Under the Restatement, courts, in assessing punitive damages, may consider (1) the character of the defendant's act, (2) the nature and extent of the harm to the plaintiff caused by the defendant, and (3) the wealth of the defendant. RESTATEMENT (SECOND) OF TORTS § 908. “Within that framework, courts have discretion in determining an appropriate punitive damages award on default judgment.” Stewart Title Guar. Co. v. 2485 Calle Del Oro, LLC, 2018 WL 3222610, at *22 (S.D. Cal. June 19, 2018). Deterring future conduct is a primary motivator in awarding punitive damages. Id. “The wealth of the defendant is also relevant, since the purposes of exemplary damages are to punish for a past event and to prevent future offenses, and the degree of punishment or deterrence resulting from a judgment is to some extent in proportion to the means of the guilty person.” RESTATEMENT (SECOND) OF TORTS § 908 (Comment (e)). The award of punitive damages may be considered in proportion to the award of compensatory damages, but courts must bear in mind that “compensatory damages have already made the victim ‘whole.'” Malcolm v. Little, 295 A.2d 711, 714 (Del. 1972).

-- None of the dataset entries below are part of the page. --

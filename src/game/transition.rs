//! Authoritative State Transitions
//!
//! Applies intents to the [`MatchState`] and reports what the outside world
//! must do about it: snapshots to publish, private notices to deliver, and
//! the delayed mismatch resolution to schedule.
//!
//! Nothing here touches the network or the clock (except move timestamps).
//! Every snapshot is taken at the moment it is produced, so a flip that
//! reveals and then matches yields two distinct snapshots.

use std::time::Duration;

use tracing::{debug, info};

use crate::game::deck::default_card_values;
use crate::game::intent::Intent;
use crate::game::state::{ConnectionId, MatchState, Move, StateSnapshot};
use crate::{DEFAULT_HISTORY_LIMIT, DEFAULT_MISMATCH_DELAY_MS};

/// Game rules configuration.
#[derive(Clone, Debug, PartialEq, Eq)]
pub struct MatchConfig {
    /// Alphabet the deck is dealt from; each value appears twice.
    pub card_values: Vec<String>,
    /// Moves exposed in snapshots.
    pub history_limit: usize,
    /// How long a mismatched pair stays face-up.
    pub mismatch_delay: Duration,
}

impl Default for MatchConfig {
    fn default() -> Self {
        Self {
            card_values: default_card_values(),
            history_limit: DEFAULT_HISTORY_LIMIT,
            mismatch_delay: Duration::from_millis(DEFAULT_MISMATCH_DELAY_MS),
        }
    }
}

/// Private advisories sent to a single connection.
#[derive(Clone, Copy, Debug, PartialEq, Eq)]
pub enum Notice {
    /// Flip attempted out of turn.
    NotYourTurn,
    /// Reset attempted by someone other than the turn holder.
    ResetNotAllowed,
}

impl Notice {
    /// Text shown to the player.
    pub fn message(self) -> &'static str {
        match self {
            Notice::NotYourTurn => "It's not your turn!",
            Notice::ResetNotAllowed => "Only the player whose turn it is can reset the match.",
        }
    }
}

/// A mismatched pair waiting to be flipped back.
#[derive(Clone, Copy, Debug, PartialEq, Eq)]
pub struct PendingResolution {
    /// Deal the mismatch happened in.
    pub round: u64,
    /// First card flipped.
    pub first: usize,
    /// Second card flipped.
    pub second: usize,
}

/// Something the session must do after a transition.
#[derive(Clone, Debug, PartialEq, Eq)]
pub enum Effect {
    /// Send this snapshot to every connection.
    Publish(StateSnapshot),
    /// Send a private notice to one connection.
    Notify {
        /// Recipient.
        to: ConnectionId,
        /// What to tell them.
        notice: Notice,
    },
    /// Run [`resolve_mismatch`] after the configured delay.
    ScheduleResolution(PendingResolution),
}

/// Result of applying one intent.
#[derive(Debug, Default)]
pub struct TransitionResult {
    /// Effects in the order they must be carried out.
    pub effects: Vec<Effect>,
}

impl TransitionResult {
    fn publish(&mut self, state: &MatchState, config: &MatchConfig) {
        self.effects.push(Effect::Publish(state.snapshot(config.history_limit)));
    }

    fn notify(&mut self, to: ConnectionId, notice: Notice) {
        self.effects.push(Effect::Notify { to, notice });
    }

    /// Whether the intent was dropped without any visible effect.
    pub fn is_noop(&self) -> bool {
        self.effects.is_empty()
    }

    /// Snapshots to publish, in order.
    pub fn snapshots(&self) -> impl Iterator<Item = &StateSnapshot> {
        self.effects.iter().filter_map(|e| match e {
            Effect::Publish(s) => Some(s),
            _ => None,
        })
    }

    /// Mismatch resolution to schedule, if any.
    pub fn scheduled(&self) -> Option<PendingResolution> {
        self.effects.iter().find_map(|e| match e {
            Effect::ScheduleResolution(p) => Some(*p),
            _ => None,
        })
    }
}

/// Apply one intent to the match.
pub fn apply(state: &mut MatchState, intent: Intent, config: &MatchConfig) -> TransitionResult {
    match intent {
        Intent::Join { id, name } => join(state, id, &name, config),
        Intent::Flip { id, index } => flip(state, id, index, config),
        Intent::Reset { id } => reset(state, id, config),
        Intent::Disconnect { id } => disconnect(state, id, config),
    }
}

fn join(state: &mut MatchState, id: ConnectionId, name: &str, config: &MatchConfig) -> TransitionResult {
    let mut result = TransitionResult::default();

    match state.roster.add(id, name) {
        Some(player) => info!("Player {} joined", player.name),
        None => {
            debug!("Ignoring join from {}: blank name or already seated", id);
            return result;
        }
    }

    // First player in starts a fresh deal.
    if state.roster.len() == 1 {
        state.reset();
    }

    result.publish(state, config);
    result
}

fn flip(state: &mut MatchState, id: ConnectionId, index: i64, config: &MatchConfig) -> TransitionResult {
    let mut result = TransitionResult::default();

    if state.is_finished || state.revealed_indices.len() >= 2 {
        return result;
    }
    let index = match usize::try_from(index) {
        Ok(i) if i < state.cards.len() => i,
        _ => return result,
    };

    if !state.is_turn_of(&id) {
        result.notify(id, Notice::NotYourTurn);
        return result;
    }

    let card = &mut state.cards[index];
    if card.is_matched || card.is_revealed {
        return result;
    }
    card.is_revealed = true;
    state.revealed_indices.push(index);
    result.publish(state, config);

    if let &[first, second] = state.revealed_indices.as_slice() {
        let is_match = state.cards[first].value == state.cards[second].value;
        let player_name = state
            .current_player()
            .map(|p| p.name.clone())
            .unwrap_or_default();
        state.move_history.push(Move::record(
            &player_name,
            &state.cards[first],
            &state.cards[second],
            is_match,
        ));

        if is_match {
            state.cards[first].is_matched = true;
            state.cards[second].is_matched = true;
            if let Some(player) = state.roster.get_mut(state.turn) {
                player.score += 1;
            }
            state.revealed_indices.clear();
            if state.all_matched() {
                state.is_finished = true;
            }
            result.publish(state, config);
        } else {
            result.effects.push(Effect::ScheduleResolution(PendingResolution {
                round: state.round,
                first,
                second,
            }));
        }
    }

    result
}

fn reset(state: &mut MatchState, id: ConnectionId, config: &MatchConfig) -> TransitionResult {
    let mut result = TransitionResult::default();

    if !state.is_turn_of(&id) {
        result.notify(id, Notice::ResetNotAllowed);
        return result;
    }

    state.reset();
    result.publish(state, config);
    result
}

fn disconnect(state: &mut MatchState, id: ConnectionId, config: &MatchConfig) -> TransitionResult {
    let mut result = TransitionResult::default();

    if state.roster.remove(&id).is_none() {
        return result;
    }

    if state.roster.is_empty() {
        state.reset();
    } else {
        // Clamp only; the pointer may land on a different player than
        // the one who would have gone next.
        state.turn %= state.roster.len();
    }

    result.publish(state, config);
    result
}

/// Flip a mismatched pair back and pass the turn.
///
/// Runs after the mismatch delay, so the match may have moved on in the
/// meantime. A ticket from an earlier deal, or one whose pair is no longer
/// the face-up pair, is dropped. Cards matched in the meantime stay up.
pub fn resolve_mismatch(
    state: &mut MatchState,
    pending: PendingResolution,
    config: &MatchConfig,
) -> TransitionResult {
    let mut result = TransitionResult::default();

    if pending.round != state.round || state.revealed_indices[..] != [pending.first, pending.second] {
        debug!("Dropping stale mismatch resolution {:?}", pending);
        return result;
    }

    for index in [pending.first, pending.second] {
        if let Some(card) = state.cards.get_mut(index) {
            if !card.is_matched {
                card.is_revealed = false;
            }
        }
    }
    state.revealed_indices.clear();
    if !state.roster.is_empty() {
        state.turn = (state.turn + 1) % state.roster.len();
    }

    result.publish(state, config);
    result
}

Here, Plaintiffs provide no additional information in their motions for default judgment to support an award of punitive damages. Specifically, the Court lacks information regarding the wealth of OtoPilot, LLC or Daniel Rodriguez to assess whether punitive damages requested is appropriate or too much to deter Defendants from breaching contracts or committing fraud in the future. See Stewart Title Guar. Co., 2018 WL 3222610, at *22 (declining to award punitive damages when information on wealth of Defendants and deterrence was not provided). Given the undeveloped factual record by Plaintiffs, the requested punitive damages award is unwarranted. Compensatory damages are sufficient to make Plaintiffs whole. See Malcolm, 295 A.2d at 714.

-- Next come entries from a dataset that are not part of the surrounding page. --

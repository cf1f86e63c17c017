//! Network Layer
//!
//! WebSocket server for real-time multiplayer communication.
//! Game rules live in `game/`; this layer only moves intents in and
//! snapshots out.

pub mod broadcast;
pub mod config;
pub mod protocol;
pub mod session;
pub mod server;

pub use broadcast::Broadcaster;
pub use config::{ConfigError, ServerConfig};
pub use protocol::{ClientMessage, ServerMessage};
pub use session::{MatchSession, SharedSession};
pub use server::{GameServer, GameServerError};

III. Attorneys' Fees and Costs
Plaintiffs seek $48,457.50 in attorneys' fees and $402.00 in costs. A grant of attorneys' fees and costs is proper upon filing a post-judgment motion for fees in strict compliance with Local Rule of Civil Procedure 54.2. If Plaintiffs decide to file a separate motion for fees, Plaintiffs are advised a declaration of attorneys stating their hourly rate and hours expended on the matter is insufficient to comply with LRCiv 54.2. Rather, they must provide task-based itemized statements pursuant to LRCiv 54.2(e), among other things.
Accordingly, IT IS ORDERED Plaintiffs' Motions for Default Judgment (Docs. 52, 53) are GRANTED IN PART and DENIED IN PART. The Clerk of Court is directed to enter judgment in favor of Plaintiffs and against Defendants OtoPilot, LLC and Daniel Rodriguez in the amount of $183,336.46 in damages. This amount shall be subject to postjudgment interest at the applicable federal rate pursuant to 28 U.S.C. § 1961(a).
IT IS FURTHER ORDERED Plaintiffs shall show cause as to why the breach of contract claim against Defendant Robert Rodriguez (Count IV) should not be dismissed in light of this order granting default judgment on Plaintiffs' fraudulent inducement claim (Count V), pled alternatively, and the election of remedies doctrine in a memorandum to be filed no later than November 8, 2024. ... ...
IT IS FURTHER ORDERED Plaintiffs may file a motion for attorneys' fees pursuant to LRCiv 54.2 no later than November 15, 2024.